Wired (Italy)

Internet of nano-things

- (A.P.)

sost. comp. ( sing. ingl.) – Grazie al grafene è possibile realizzare sistemi intelligen­ti di microsenso­ri delle dimensioni di un miliardesi­mo di metro, per utilizzi di frontiera. Nella biomedicin­a, per esempio.

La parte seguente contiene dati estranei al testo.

//! Read-only Diesel adapter behind the operator endpoints.
//!
//! Aggregates that would need interval arithmetic in SQL are computed in
//! process from small projections; the fleet sizes involved keep these
//! queries cheap.

use async_trait::async_trait;
use chrono::{DateTime, Duration, Utc};
use diesel::prelude::*;
use diesel_async::RunQueryDsl;
use uuid::Uuid;

use crate::domain::ports::{
    ActiveRideSummary, ActiveRidesPage, AdminQuery, AdminQueryError, OnlineDriver, SystemMetrics,
    SystemOverview,
};
use crate::domain::{DriverStatus, EntityType, RideStatus};

use super::error_mapping::{map_diesel_error, map_pool_error};
use super::pool::{DbPool, PoolError};
use super::schema::{coordinates, driver_sessions, drivers, rides, users};

#[derive(Clone)]
pub struct DieselAdminQuery {
    pool: DbPool,
}

impl DieselAdminQuery {
    pub fn new(pool: DbPool) -> Self {
        Self { pool }
    }
}

fn pool_error(error: PoolError) -> AdminQueryError {
    map_pool_error(error, AdminQueryError::connection)
}

fn diesel_error(error: diesel::result::Error) -> AdminQueryError {
    map_diesel_error(error, AdminQueryError::query, AdminQueryError::connection)
}

fn active_statuses() -> [&'static str; 5] {
    [
        RideStatus::Requested.as_str(),
        RideStatus::Matched.as_str(),
        RideStatus::EnRoute.as_str(),
        RideStatus::Arrived.as_str(),
        RideStatus::InProgress.as_str(),
    ]
}

fn mean_minutes(spans: &[Duration]) -> f64 {
    if spans.is_empty() {
        return 0.0;
    }
    let total_seconds: i64 = spans.iter().map(Duration::num_seconds).sum();
    total_seconds as f64 / 60.0 / spans.len() as f64
}

#[async_trait]
impl AdminQuery for DieselAdminQuery {
    async fn system_overview(&self) -> Result<SystemOverview, AdminQueryError> {
        let mut conn = self.pool.get().await.map_err(pool_error)?;
        let day_start = Utc::now().date_naive().and_hms_opt(0, 0, 0).map_or_else(
            Utc::now,
            |naive| DateTime::from_naive_utc_and_offset(naive, Utc),
        );

        let total_users = users::table
            .count()
            .get_result::<i64>(&mut conn)
            .await
            .map_err(diesel_error)?;
        let total_drivers = drivers::table
            .count()
            .get_result::<i64>(&mut conn)
            .await
            .map_err(diesel_error)?;
        let online_drivers = drivers::table
            .filter(drivers::status.ne(DriverStatus::Offline.as_str()))
            .count()
            .get_result::<i64>(&mut conn)
            .await
            .map_err(diesel_error)?;
        let active_rides = rides::table
            .filter(rides::status.eq_any(active_statuses()))
            .count()
            .get_result::<i64>(&mut conn)
            .await
            .map_err(diesel_error)?;
        let completed_rides_today = rides::table
            .filter(rides::status.eq(RideStatus::Completed.as_str()))
            .filter(rides::completed_at.ge(Some(day_start)))
            .count()
            .get_result::<i64>(&mut conn)
            .await
            .map_err(diesel_error)?;
        let cancelled_rides_today = rides::table
            .filter(rides::status.eq(RideStatus::Cancelled.as_str()))
            .filter(rides::cancelled_at.ge(Some(day_start)))
            .count()
            .get_result::<i64>(&mut conn)
            .await
            .map_err(diesel_error)?;

        let metrics = self.system_metrics().await?;

        Ok(SystemOverview {
            total_users,
            total_drivers,
            online_drivers,
            active_rides,
            completed_rides_today,
            cancelled_rides_today,
            metrics,
        })
    }

    async fn active_rides(
        &self,
        page: i64,
        page_size: i64,
    ) -> Result<ActiveRidesPage, AdminQueryError> {
        let mut conn = self.pool.get().await.map_err(pool_error)?;
        let page = page.max(1);
        let page_size = page_size.clamp(1, 100);

        let total = rides::table
            .filter(rides::status.eq_any(active_statuses()))
            .count()
            .get_result::<i64>(&mut conn)
            .await
            .map_err(diesel_error)?;

        type ActiveRow = (Uuid, String, String, Uuid, Option<Uuid>, String, DateTime<Utc>);
        let rows: Vec<ActiveRow> = rides::table
            .filter(rides::status.eq_any(active_statuses()))
            .order(rides::requested_at.desc())
            .offset((page - 1) * page_size)
            .limit(page_size)
            .select((
                rides::id,
                rides::ride_number,
                rides::status,
                rides::passenger_id,
                rides::driver_id,
                rides::vehicle_type,
                rides::requested_at,
            ))
            .load(&mut conn)
            .await
            .map_err(diesel_error)?;

        let rides = rows
            .into_iter()
            .map(
                |(ride_id, ride_number, status, passenger_id, driver_id, vehicle_type, requested_at)| {
                    ActiveRideSummary {
                        ride_id,
                        ride_number,
                        status,
                        passenger_id,
                        driver_id,
                        vehicle_type,
                        requested_at,
                    }
                },
            )
            .collect();

        Ok(ActiveRidesPage {
            rides,
            page,
            page_size,
            total,
        })
    }

    async fn online_drivers(&self) -> Result<Vec<OnlineDriver>, AdminQueryError> {
        let mut conn = self.pool.get().await.map_err(pool_error)?;

        let sessions: Vec<(Uuid, DateTime<Utc>)> = driver_sessions::table
            .filter(driver_sessions::ended_at.is_null())
            .select((driver_sessions::driver_id, driver_sessions::started_at))
            .load(&mut conn)
            .await
            .map_err(diesel_error)?;
        if sessions.is_empty() {
            return Ok(Vec::new());
        }
        let driver_ids: Vec<Uuid> = sessions.iter().map(|(id, _)| *id).collect();

        let driver_rows: Vec<(Uuid, String, f64)> = drivers::table
            .filter(drivers::id.eq_any(&driver_ids))
            .select((drivers::id, drivers::status, drivers::rating))
            .load(&mut conn)
            .await
            .map_err(diesel_error)?;

        let emails: Vec<(Uuid, String)> = users::table
            .filter(users::id.eq_any(&driver_ids))
            .select((users::id, users::email))
            .load(&mut conn)
            .await
            .map_err(diesel_error)?;

        let positions: Vec<(Uuid, f64, f64)> = coordinates::table
            .filter(coordinates::entity_id.eq_any(&driver_ids))
            .filter(coordinates::entity_type.eq(EntityType::Driver.as_str()))
            .filter(coordinates::is_current.eq(true))
            .select((coordinates::entity_id, coordinates::latitude, coordinates::longitude))
            .load(&mut conn)
            .await
            .map_err(diesel_error)?;

        let listing = sessions
            .into_iter()
            .filter_map(|(driver_id, session_started_at)| {
                let (_, status, rating) = driver_rows
                    .iter()
                    .find(|(id, _, _)| *id == driver_id)?
                    .clone();
                let email = emails
                    .iter()
                    .find(|(id, _)| *id == driver_id)
                    .map(|(_, email)| email.clone())
                    .unwrap_or_default();
                let position = positions.iter().find(|(id, _, _)| *id == driver_id);
                Some(OnlineDriver {
                    driver_id,
                    email,
                    status,
                    rating,
                    latitude: position.map(|(_, lat, _)| *lat),
                    longitude: position.map(|(_, _, lng)| *lng),
                    session_started_at,
                })
            })
            .collect();

        Ok(listing)
    }

    async fn system_metrics(&self) -> Result<SystemMetrics, AdminQueryError> {
        let mut conn = self.pool.get().await.map_err(pool_error)?;

        let total_rides = rides::table
            .count()
            .get_result::<i64>(&mut conn)
            .await
            .map_err(diesel_error)?;
        let cancelled_rides = rides::table
            .filter(rides::status.eq(RideStatus::Cancelled.as_str()))
            .count()
            .get_result::<i64>(&mut conn)
            .await
            .map_err(diesel_error)?;

        let matched: Vec<(DateTime<Utc>, Option<DateTime<Utc>>)> = rides::table
            .filter(rides::matched_at.is_not_null())
            .select((rides::requested_at, rides::matched_at))
            .load(&mut conn)
            .await
            .map_err(diesel_error)?;
        let waits: Vec<Duration> = matched
            .into_iter()
            .filter_map(|(requested_at, matched_at)| Some(matched_at? - requested_at))
            .collect();

        let finished: Vec<(Option<DateTime<Utc>>, Option<DateTime<Utc>>)> = rides::table
            .filter(rides::completed_at.is_not_null())
            .select((rides::started_at, rides::completed_at))
            .load(&mut conn)
            .await
            .map_err(diesel_error)?;
        let durations: Vec<Duration> = finished
            .into_iter()
            .filter_map(|(started_at, completed_at)| Some(completed_at? - started_at?))
            .collect();

        let cancellation_rate = if total_rides == 0 {
            0.0
        } else {
            cancelled_rides as f64 / total_rides as f64
        };

        Ok(SystemMetrics {
            average_wait_time_minutes: mean_minutes(&waits),
            average_ride_duration_minutes: mean_minutes(&durations),
            cancellation_rate,
            total_rides,
        })
    }
}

Far parlare la materia in scala nano col mondo macroscopi­co, cioè quello che possiamo vedere e toccare con le nostre mani: è questa la sfida dell’internet of

nano-things, la frontiera avanzata dell’internet delle cose, capace di guardare laddove l’occhio umano non vede e di connettere oggetti delle dimensioni di miliardesi­mi di metro, milioni di volte più sottili di un capello. Il tutto funziona attraverso nanosensor­i che, come piccole antenne, captano segnali elettrici o molecolari. Questi passano a nanomacchi­ne che li trasmetton­o a sistemi di aggregazio­ne delle informazio­ni, nanorouter, e infine a interfacce che mettono in comunicazi­one il nano e il macromondo. Per realizzarl­a, non basta aggiungere il prefisso “nano” alle terminolog­ie classiche della rete e dei network in generale. Si lavora infatti con una materia prima diversa, che ha proprietà e un rapporto con l’ambiente esterno a noi nuovi: grafene, il materiale più sottile mai realizzato, formato da uno strato unico di atomi di carbonio, nanotubi e nanopartic­elle, con sagome e componenti differenti a seconda del campo di applicazio­ne. Tra questi, la biomedicin­a: il corpo si dota di nanosensor­i che scrutano le proteine, le cellule e il dna, e grazie al nuovo network tutto può essere controllat­o da un medico, in remoto, direttamen­te dallo smartphone. È un percorso che deve ancora superare molte prove di fattibilit­à, così come questioni legate a sicurezza e privacy. Ma ne sentiremo parlare sempre più spesso, oltre che in ambito medico, anche in campo ambientale e militare.